One night, she accompanies Cory to a party and dances with him. Pete observes her behavior and is infuriated. In front of a crowd of people, he drags Amy away from Cory. Although his actions attract the attention of all the people at the party, no one intervenes. Amy then tries to break off their affair because she is uncomfortable with the manner in which things are moving, but Pete is able to win back her trust. The next day, her father is informed about what happened at the party. Norm confronts him, but Pete convinces him that he was only acting in Amy’s best interests because Cory has a bad reputation. Norm is placated somewhat.
While on a camping trip, Amy’s friend Kelly catches Pete and Amy kissing. Upon confronting her, Amy tells her about her relationship with her teacher and states that she is in love with Pete. Things become even more difficult and uncomfortable for Amy when her mother, Betty Ann, finds a love letter to her daughter from Pete. She immediately reports it to the high school Principal. Matters are complicated because Amy and Pete both deny an affair. For this reason, the Principal is unable to do anything about it.
When Amy decides to break off the affair, Pete will not leave her alone and his actions become even more irrational than they were before. Amy then admits everything to her parents an Pete is arrested. He receives a jail sentence of five months as well as a 10-year period of probation.
Betty Ann decides to sue the school as well, because the school failed to act in spite of convincing evidence that supported the fact that an affair between a teacher and a student took place. Instead of the students showing sympathy towards Amy, they act hostile towards her because Coach Nash was suspended from his job before an important football game.
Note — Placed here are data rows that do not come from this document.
//! Voice chat controller
//!
//! Owns one record → upload → render cycle at a time and the widget state
//! machine: `Idle → Recording → Uploading → Idle`, with an error escape from
//! `Uploading` back to `Idle` through the fallback path. Cycles are
//! serialized: a toggle arriving while an upload is in flight is rejected
//! and the in-flight cycle is unaffected.

use std::path::PathBuf;

use crate::client::{ChatBackend, ChatResponse};
use crate::session::SessionId;
use crate::transcript::{ChatMessage, Sender, StatusLine, Transcript};
use crate::voice::{Recorder, samples_to_wav};
use crate::{Error, Result};

/// System message rendered when the server reports a failure
pub const TROUBLE_MESSAGE: &str = "(System) I'm having trouble connecting right now.";

/// System message rendered when the request itself fails
pub const FAILURE_MESSAGE: &str = "(System) Something went wrong.";

/// Fallback audio asset served by the agent, played on any upload failure
pub const FALLBACK_AUDIO_PATH: &str = "/static/fallback.wav";

/// Widget lifecycle states
#[derive(Debug, Clone, Copy, PartialEq, Eq)]
pub enum WidgetState {
    /// Ready for a new recording cycle
    Idle,
    /// Microphone acquired, accumulating chunks
    Recording,
    /// Recording finalized, upload in flight
    Uploading,
}

/// Output seam for playback
///
/// Playback is fire-and-forget with logged failure: the widget logs a `play`
/// error at warn level and carries on, so tests can assert on the contract
/// without real audio hardware.
pub trait AudioSink {
    /// Play encoded audio bytes (WAV or MP3), blocking until done
    ///
    /// # Errors
    ///
    /// Returns error if decoding or playback fails
    fn play(&mut self, bytes: &[u8]) -> Result<()>;
}

/// The voice chat widget
///
/// Constructed once at startup and torn down on exit; all state that the
/// original design held as process-wide globals lives here.
pub struct VoiceChatWidget<R, B, S> {
    session: SessionId,
    state: WidgetState,
    recorder: R,
    backend: B,
    sink: S,
    transcript: Transcript,
    status: StatusLine,
    playback_source: Option<String>,
    fallback_override: Option<PathBuf>,
}

impl<R: Recorder, B: ChatBackend, S: AudioSink> VoiceChatWidget<R, B, S> {
    /// Create a widget bound to a session
    pub fn new(session: SessionId, recorder: R, backend: B, sink: S) -> Self {
        Self {
            session,
            state: WidgetState::Idle,
            recorder,
            backend,
            sink,
            transcript: Transcript::new(),
            status: StatusLine::new(),
            playback_source: None,
            fallback_override: None,
        }
    }

    /// Use a local file for fallback audio instead of fetching it
    #[must_use]
    pub fn with_fallback_override(mut self, path: Option<PathBuf>) -> Self {
        self.fallback_override = path;
        self
    }

    /// The session this widget uploads under
    #[must_use]
    pub fn session(&self) -> &SessionId {
        &self.session
    }

    /// Current lifecycle state
    #[must_use]
    pub fn state(&self) -> WidgetState {
        self.state
    }

    /// Transcript messages appended so far
    #[must_use]
    pub fn transcript(&self) -> &[ChatMessage] {
        self.transcript.messages()
    }

    /// Current status line text
    #[must_use]
    pub fn status(&self) -> &str {
        self.status.text()
    }

    /// Source of the most recent playback attempt (primary or fallback)
    #[must_use]
    pub fn playback_source(&self) -> Option<&str> {
        self.playback_source.as_deref()
    }

    /// Advance the widget: start recording, stop-and-send, or reject
    ///
    /// Capture and transport failures are handled internally (status text,
    /// system message, fallback audio) and do not surface as errors.
    ///
    /// # Errors
    ///
    /// Returns [`Error::Busy`] if a previous cycle is still uploading
    pub async fn toggle(&mut self) -> Result<()> {
        match self.state {
            WidgetState::Idle => {
                self.start();
                Ok(())
            }
            WidgetState::Recording => {
                self.stop_and_send().await;
                Ok(())
            }
            WidgetState::Uploading => {
                tracing::warn!("toggle rejected, upload in flight");
                Err(Error::Busy)
            }
        }
    }

    /// Begin a recording cycle
    fn start(&mut self) {
        match self.recorder.start() {
            Ok(()) => {
                self.state = WidgetState::Recording;
                self.status.set("Recording... (toggle again to stop)");
            }
            Err(e) => {
                // Recording never starts; the user may simply retry
                tracing::warn!(error = %e, "microphone unavailable");
                self.status.set(format!("Microphone unavailable: {e}"));
            }
        }
    }

    /// Finalize the recording and run the upload/response cycle
    async fn stop_and_send(&mut self) {
        self.state = WidgetState::Uploading;
        self.status.set("Processing audio...");

        let samples = match self.recorder.finalize() {
            Ok(samples) => samples,
            Err(e) => {
                tracing::warn!(error = %e, "finalize failed");
                self.status.set(format!("Error: {e}"));
                self.state = WidgetState::Idle;
                return;
            }
        };

        // Zero chunks still upload; the server decides what an empty
        // recording means
        match samples_to_wav(&samples, self.recorder.sample_rate()) {
            Ok(wav) => {
                self.status.set("Sending audio to server...");
                self.upload(wav).await;
            }
            Err(e) => {
                tracing::warn!(error = %e, "wav encoding failed");
                self.status.set(format!("Error: {e}"));
            }
        }

        self.state = WidgetState::Idle;
    }

    async fn upload(&mut self, wav: Vec<u8>) {
        match self.backend.chat(&self.session, wav).await {
            Ok(response) => self.apply_response(response).await,
            Err(e @ Error::ServerStatus { .. }) => {
                self.transcript.append(TROUBLE_MESSAGE, Sender::Bot);
                self.play_fallback().await;
                self.status.set(format!("Error: {e}"));
            }
            Err(e) => {
                self.transcript.append(FAILURE_MESSAGE, Sender::Bot);
                self.play_fallback().await;
                self.status.set(format!("Error: {e}"));
            }
        }
    }

    /// Apply each present response field as one independent UI effect
    async fn apply_response(&mut self, response: ChatResponse) {
        if let Some(diag) = &response.error {
            tracing::debug!(error = %diag, "server-side diagnostic");
        }

        if let Some(text) = response.transcription.filter(|t| !t.is_empty()) {
            self.transcript.append(text, Sender::User);
        }
        if let Some(text) = response.llm_response.filter(|t| !t.is_empty()) {
            self.transcript.append(text, Sender::Bot);
        }
        if let Some(url) = response.audio_url.filter(|u| !u.is_empty()) {
            self.play_remote(&url).await;
        }

        self.status.set("Response received");
    }

    /// Fetch and play agent audio, best-effort
    async fn play_remote(&mut self, url: &str) {
        self.playback_source = Some(self.backend.resolve_url(url));

        match self.backend.fetch_audio(url).await {
            Ok(bytes) => {
                if let Err(e) = self.sink.play(&bytes) {
                    tracing::warn!(error = %e, url, "playback failed");
                }
            }
            Err(e) => {
                tracing::warn!(error = %e, url, "audio fetch failed");
            }
        }
    }

    /// Play the fallback asset, best-effort
    async fn play_fallback(&mut self) {
        if let Some(path) = self.fallback_override.clone() {
            self.playback_source = Some(path.display().to_string());
            match std::fs::read(&path) {
                Ok(bytes) => {
                    if let Err(e) = self.sink.play(&bytes) {
                        tracing::warn!(error = %e, "fallback playback failed");
                    }
                }
                Err(e) => {
                    tracing::warn!(error = %e, path = %path.display(), "fallback asset unreadable");
                }
            }
            return;
        }

        self.play_remote(FALLBACK_AUDIO_PATH).await;
    }
}

#[cfg(test)]
mod tests {
    use async_trait::async_trait;

    use super::*;

    struct NullRecorder;

    impl Recorder for NullRecorder {
        fn start(&mut self) -> Result<()> {
            Ok(())
        }
        fn finalize(&mut self) -> Result<Vec<f32>> {
            Ok(Vec::new())
        }
        fn sample_rate(&self) -> u32 {
            16000
        }
    }

    struct NullBackend;

    #[async_trait]
    impl ChatBackend for NullBackend {
        async fn chat(&self, _session: &SessionId, _wav: Vec<u8>) -> Result<ChatResponse> {
            Ok(ChatResponse::default())
        }
        async fn fetch_audio(&self, _url: &str) -> Result<Vec<u8>> {
            Ok(Vec::new())
        }
        fn resolve_url(&self, url: &str) -> String {
            url.to_string()
        }
    }

    struct NullSink;

    impl AudioSink for NullSink {
        fn play(&mut self, _bytes: &[u8]) -> Result<()> {
            Ok(())
        }
    }

    fn widget() -> VoiceChatWidget<NullRecorder, NullBackend, NullSink> {
        VoiceChatWidget::new(
            SessionId::resolve(Some("test")),
            NullRecorder,
            NullBackend,
            NullSink,
        )
    }

    #[tokio::test]
    async fn toggle_while_uploading_is_rejected() {
        let mut w = widget();
        w.state = WidgetState::Uploading;

        assert!(matches!(w.toggle().await, Err(Error::Busy)));
        // The in-flight cycle is untouched
        assert_eq!(w.state(), WidgetState::Uploading);
    }

    #[tokio::test]
    async fn toggle_walks_the_state_machine() {
        let mut w = widget();
        assert_eq!(w.state(), WidgetState::Idle);

        w.toggle().await.unwrap();
        assert_eq!(w.state(), WidgetState::Recording);

        w.toggle().await.unwrap();
        assert_eq!(w.state(), WidgetState::Idle);
    }

    struct FailingRecorder;

    impl Recorder for FailingRecorder {
        fn start(&mut self) -> Result<()> {
            Err(Error::Audio("no input device available".to_string()))
        }
        fn finalize(&mut self) -> Result<Vec<f32>> {
            Ok(Vec::new())
        }
        fn sample_rate(&self) -> u32 {
            16000
        }
    }

    #[tokio::test]
    async fn capture_failure_reports_status_and_stays_idle() {
        let mut w = VoiceChatWidget::new(
            SessionId::resolve(Some("test")),
            FailingRecorder,
            NullBackend,
            NullSink,
        );

        w.toggle().await.unwrap();
        assert_eq!(w.state(), WidgetState::Idle);
        assert!(w.status().starts_with("Microphone unavailable"));
        assert!(w.transcript().is_empty());
    }
}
The fact that her friends think she was just as much to blame as Pete increases Amy’s feelings of rejection and isolation. When the Dustin house is vandalized, Amy considers dropping the case because she feels that the trouble she and her family have had to endure is not worth it. In the end, she changes her mind and decides to go through with it. She is motivated by her strong feelings that she does not want someone else to experience what she endured.